It was another memorable year for the Melee community, which again produced a collection of intriguing storylines even in the game’s remarkable 10th year of existence. There were impressive performances, from the resurgence of Mango to the North American first-place breakthrough of Armada. There was a collective upgrade in tournament standards, including a rising trend in professional-style streaming and a never-before-done grassroots Apex qualifier series. Aside from the positive moments, there was controversy. The payout situation at Pound V and the prize pot near-disaster at Genesis 2 rank as some of the darkest moments in Melee tournament history, but they also shed light on some business realities of the community and brought key people closer together in times of adversity. 2011 showed what the Melee community is capable of, both the good and the bad.

Players wasted no time kicking off the year with strong attendance. Hosted in Sweden by Lolex, B.E.A.S.T brought in 100 singles entrants on the first weekend of January. New blood Ice (Germany) and Jeapie (Netherlands) turned in strong performances, but could not prevent a Grand Finals clash between Armada and Amsah, a common sight for the European Melee community. Back in the states, Azn Lep and Hyuga dialed up a national of their own just two weeks later; Winter Game Fest VI became the second tournament of the year to break 100 entrants. Mango took advantage of the spotlight by returning to national relevance after an uncharacteristic string of mediocre placings in the second half of 2010. But he was stopped by Dr. PeePee, who muscled out a victory in the highly anticipated Grand Finals matchup.

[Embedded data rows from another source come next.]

//! Certificate vault
//!
//! Validates tenant certificate containers at upload and keeps them, and
//! their passphrases, encrypted at rest. Expiry is advisory metadata here;
//! refusing to sign with an expired certificate is the pipeline's job.

use std::sync::Arc;

use chrono::{DateTime, Duration, Utc};
use zeroize::{Zeroize, Zeroizing};

use crate::crypto::container::{ContainerParser, ParsedContainer, Pkcs12Parser};
use crate::crypto::encrypt::{
    compute_vault_aad, decrypt_at_rest, encrypt_at_rest, BlobPurpose, EncryptionKey,
};
use crate::domain::{CertificateMaterial, CertificateMetadata, CertificateStatus, TenantId};
use crate::infra::CertificateError;

/// Default warning window before expiry.
pub const EXPIRING_SOON_DAYS: i64 = 30;

pub fn is_expired(expiry: DateTime<Utc>, now: DateTime<Utc>) -> bool {
    now >= expiry
}

pub fn is_expiring_soon(expiry: DateTime<Utc>, now: DateTime<Utc>, threshold_days: i64) -> bool {
    !is_expired(expiry, now) && expiry - now <= Duration::days(threshold_days)
}

/// Whole days left, negative once expired.
pub fn days_remaining(expiry: DateTime<Utc>, now: DateTime<Utc>) -> i64 {
    (expiry - now).num_days()
}

pub fn certificate_status(
    material: Option<&CertificateMaterial>,
    now: DateTime<Utc>,
) -> CertificateStatus {
    let Some(material) = material else {
        return CertificateStatus::default();
    };
    let expiry = material.expires_at();
    CertificateStatus {
        has_certificate: true,
        expires_at: Some(expiry),
        expired: is_expired(expiry, now),
        expiring_soon: is_expiring_soon(expiry, now, EXPIRING_SOON_DAYS),
        days_remaining: Some(days_remaining(expiry, now)),
        subject: Some(material.metadata.subject.clone()),
    }
}

/// Output of [`CertificateVault::encrypt`].
#[derive(Debug, Clone)]
pub struct SealedCertificate {
    pub certificate_ciphertext: Vec<u8>,
    pub passphrase_ciphertext: Vec<u8>,
    pub metadata: CertificateMetadata,
}

impl SealedCertificate {
    pub fn expiry(&self) -> DateTime<Utc> {
        self.metadata.not_after
    }

    pub fn into_material(self, tenant_id: TenantId, uploaded_at: DateTime<Utc>) -> CertificateMaterial {
        CertificateMaterial {
            tenant_id,
            certificate_ciphertext: self.certificate_ciphertext,
            passphrase_ciphertext: self.passphrase_ciphertext,
            metadata: self.metadata,
            uploaded_at,
        }
    }
}

pub struct CertificateVault {
    /// First key encrypts; every key is tried on decrypt.
    keyring: Vec<EncryptionKey>,
    parser: Arc<dyn ContainerParser>,
}

impl CertificateVault {
    pub fn new(keyring: Vec<EncryptionKey>) -> Result<Self, CertificateError> {
        Self::with_parser(keyring, Arc::new(Pkcs12Parser))
    }

    pub fn with_parser(
        keyring: Vec<EncryptionKey>,
        parser: Arc<dyn ContainerParser>,
    ) -> Result<Self, CertificateError> {
        if keyring.is_empty() {
            return Err(CertificateError::Encryption(
                "vault keyring is empty".to_string(),
            ));
        }
        Ok(Self { keyring, parser })
    }

    /// Validate a container and encrypt it with its passphrase.
    pub fn encrypt(
        &self,
        tenant_id: &TenantId,
        raw_container: &[u8],
        passphrase: &str,
    ) -> Result<SealedCertificate, CertificateError> {
        self.encrypt_at(tenant_id, raw_container, passphrase, Utc::now())
    }

    pub fn encrypt_at(
        &self,
        tenant_id: &TenantId,
        raw_container: &[u8],
        passphrase: &str,
        now: DateTime<Utc>,
    ) -> Result<SealedCertificate, CertificateError> {
        let parsed = self.parser.parse(raw_container, passphrase)?;
        let metadata = parsed.metadata;

        if now < metadata.not_before {
            return Err(CertificateError::NotYetValid(metadata.not_before));
        }
        if is_expired(metadata.not_after, now) {
            return Err(CertificateError::Expired(metadata.not_after));
        }

        let key = &self.keyring[0];
        let certificate_ciphertext = encrypt_at_rest(
            key,
            &compute_vault_aad(tenant_id, BlobPurpose::CertificateContainer),
            raw_container,
        )
        .map_err(|e| CertificateError::Encryption(e.to_string()))?;
        let passphrase_ciphertext = encrypt_at_rest(
            key,
            &compute_vault_aad(tenant_id, BlobPurpose::Passphrase),
            passphrase.as_bytes(),
        )
        .map_err(|e| CertificateError::Encryption(e.to_string()))?;

        Ok(SealedCertificate {
            certificate_ciphertext,
            passphrase_ciphertext,
            metadata,
        })
    }

    fn decrypt_blob(
        &self,
        tenant_id: &TenantId,
        purpose: BlobPurpose,
        blob: &[u8],
    ) -> Result<Zeroizing<Vec<u8>>, CertificateError> {
        let aad = compute_vault_aad(tenant_id, purpose);
        let mut last_error = None;
        for key in &self.keyring {
            match decrypt_at_rest(key, &aad, blob) {
                Ok(plaintext) => return Ok(Zeroizing::new(plaintext)),
                Err(e) => last_error = Some(e),
            }
        }
        Err(CertificateError::DecryptionFailed(format!(
            "{}: {}",
            purpose.as_str(),
            last_error
                .map(|e| e.to_string())
                .unwrap_or_else(|| "no keys".to_string())
        )))
    }

    /// Raw container bytes. A failure means corrupted storage and is fatal.
    pub fn decrypt(
        &self,
        material: &CertificateMaterial,
    ) -> Result<Zeroizing<Vec<u8>>, CertificateError> {
        self.decrypt_blob(
            &material.tenant_id,
            BlobPurpose::CertificateContainer,
            &material.certificate_ciphertext,
        )
    }

    pub fn decrypt_passphrase(
        &self,
        material: &CertificateMaterial,
    ) -> Result<Zeroizing<String>, CertificateError> {
        let mut bytes = self.decrypt_blob(
            &material.tenant_id,
            BlobPurpose::Passphrase,
            &material.passphrase_ciphertext,
        )?;
        let passphrase = String::from_utf8(std::mem::take(&mut *bytes)).map_err(|e| {
            let mut raw = e.into_bytes();
            raw.zeroize();
            CertificateError::DecryptionFailed("passphrase is not valid UTF-8".to_string())
        })?;
        Ok(Zeroizing::new(passphrase))
    }

    /// Decrypt and open the container for signing.
    pub fn open(&self, material: &CertificateMaterial) -> Result<ParsedContainer, CertificateError> {
        let container = self.decrypt(material)?;
        let passphrase = self.decrypt_passphrase(material)?;
        self.parser.parse(&container, &passphrase)
    }
}

#[cfg(test)]
mod tests {
    use super::*;
    use crate::crypto::encrypt::generate_key;
    use crate::crypto::test_support::container;

    fn seal(vault: &CertificateVault, tenant: TenantId, days_valid: i64) -> CertificateMaterial {
        let now = Utc::now();
        let bytes = container(
            "Tenant Cert",
            "pw",
            now - Duration::days(1),
            now + Duration::days(days_valid),
        );
        vault
            .encrypt(&tenant, &bytes, "pw")
            .unwrap()
            .into_material(tenant, now)
    }

    #[test]
    fn expiry_predicates() {
        let now = Utc::now();
        assert!(is_expired(now, now));
        assert!(is_expired(now - Duration::seconds(1), now));
        assert!(!is_expired(now + Duration::days(1), now));

        assert!(is_expiring_soon(now + Duration::days(29), now, 30));
        assert!(is_expiring_soon(now + Duration::days(30), now, 30));
        assert!(!is_expiring_soon(now + Duration::days(31), now, 30));
        assert!(!is_expiring_soon(now - Duration::days(1), now, 30));

        assert_eq!(days_remaining(now + Duration::days(10) + Duration::hours(1), now), 10);
        assert_eq!(days_remaining(now - Duration::days(2), now), -2);
    }

    #[test]
    fn encrypt_validates_and_roundtrips() {
        let vault = CertificateVault::new(vec![generate_key()]).unwrap();
        let tenant = TenantId::new();
        let material = seal(&vault, tenant, 365);

        assert!(material.metadata.subject.contains("Tenant Cert"));
        assert_eq!(vault.decrypt_passphrase(&material).unwrap().as_str(), "pw");
        let opened = vault.open(&material).unwrap();
        assert_eq!(opened.metadata, material.metadata);
    }

    #[test]
    fn rejects_certificates_outside_validity_window() {
        let vault = CertificateVault::new(vec![generate_key()]).unwrap();
        let tenant = TenantId::new();
        let now = Utc::now();

        let expired = container("Old", "pw", now - Duration::days(30), now - Duration::days(1));
        assert!(matches!(
            vault.encrypt(&tenant, &expired, "pw"),
            Err(CertificateError::Expired(_))
        ));

        let future = container("New", "pw", now + Duration::days(2), now + Duration::days(30));
        assert!(matches!(
            vault.encrypt(&tenant, &future, "pw"),
            Err(CertificateError::NotYetValid(_))
        ));

        let ok = container("Ok", "pw", now - Duration::days(1), now + Duration::days(30));
        assert!(matches!(
            vault.encrypt(&tenant, &ok, "wrong"),
            Err(CertificateError::WrongPassphrase)
        ));
    }

    #[test]
    fn tampered_material_fails_decryption() {
        let vault = CertificateVault::new(vec![generate_key()]).unwrap();
        let tenant = TenantId::new();
        let mut material = seal(&vault, tenant, 30);
        let last = material.certificate_ciphertext.len() - 1;
        material.certificate_ciphertext[last] ^= 0xff;
        assert!(matches!(
            vault.decrypt(&material),
            Err(CertificateError::DecryptionFailed(_))
        ));

        let mut moved = seal(&vault, tenant, 30);
        moved.tenant_id = TenantId::new();
        assert!(vault.decrypt_passphrase(&moved).is_err());
    }

    #[test]
    fn rotated_keyring_still_decrypts_old_material() {
        let old_key = generate_key();
        let old_vault = CertificateVault::new(vec![old_key]).unwrap();
        let tenant = TenantId::new();
        let material = seal(&old_vault, tenant, 30);

        let rotated = CertificateVault::new(vec![generate_key(), old_key]).unwrap();
        assert!(rotated.open(&material).is_ok());

        let unrelated = CertificateVault::new(vec![generate_key()]).unwrap();
        assert!(matches!(
            unrelated.open(&material),
            Err(CertificateError::DecryptionFailed(_))
        ));
    }

    #[test]
    fn status_reports_expiry_window() {
        let vault = CertificateVault::new(vec![generate_key()]).unwrap();
        let tenant = TenantId::new();
        let material = seal(&vault, tenant, 10);

        let status = certificate_status(Some(&material), Utc::now());
        assert!(status.has_certificate);
        assert!(status.expiring_soon);
        assert!(!status.expired);
        assert_eq!(status.days_remaining, Some(9));

        let absent = certificate_status(None, Utc::now());
        assert!(!absent.has_certificate);
        assert_eq!(absent.expires_at, None);
    }

    #[test]
    fn empty_keyring_is_rejected() {
        assert!(CertificateVault::new(vec![]).is_err());
    }
}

Ice (mid left) and Hack (mid right) fighting for the prize trophies (left) at B.E.A.S.T

With February came the fifth and final installment of the legendary national Melee series, *Pound V* hosted by Plank and Team Arlington. All strong performances aside, the highlight of the tournament had to be a shocking turn of events that unfolded before the Melee community like a cinematic plot twist. Deep into winners bracket, Armada unveiled his Young Link and stunned Hungrybox with a gutsy 2-0 victory, demonstrating complete mastery of the relatively unexplored matchup. When asked later, Armada explained that the character move was “kept a secret” in the weeks leading up to the event; his previous meeting with Hungrybox ended with a lopsided defeat at Apex 2010, prompting him to secretly train vs Jigglypuff using Young Link. Despite his dedicated efforts, Armada eventually fell in Grand Finals to Dr. PeePee, 3-2 and 3-1, in a two-set thriller reminiscent of his clash vs Mango at the original Genesis.

Prog and Wife on the commentary (right) for an intercontinental clash between Hax and Amsah (left) at *Pound V*

After giant events held by both power coasts and Europe, the Midwest wanted to get in on the party. BunBun and AOB answered the call, hosting SMYM12 in Champaign, IL on the first weekend of March. The 12th installment of the classic Midwest series featured the comeback of Darkrain, who had moved to Texas in late 2009. He dominated in his return by taking the tournament in surprisingly comfortable fashion. Just as surprising was the legendary Falcon’s opponent in Grand Finals; other top players fell one by one as Cosmo rode his crafty Zelda through a tough losers bracket, all the way to a strong 2nd place finish.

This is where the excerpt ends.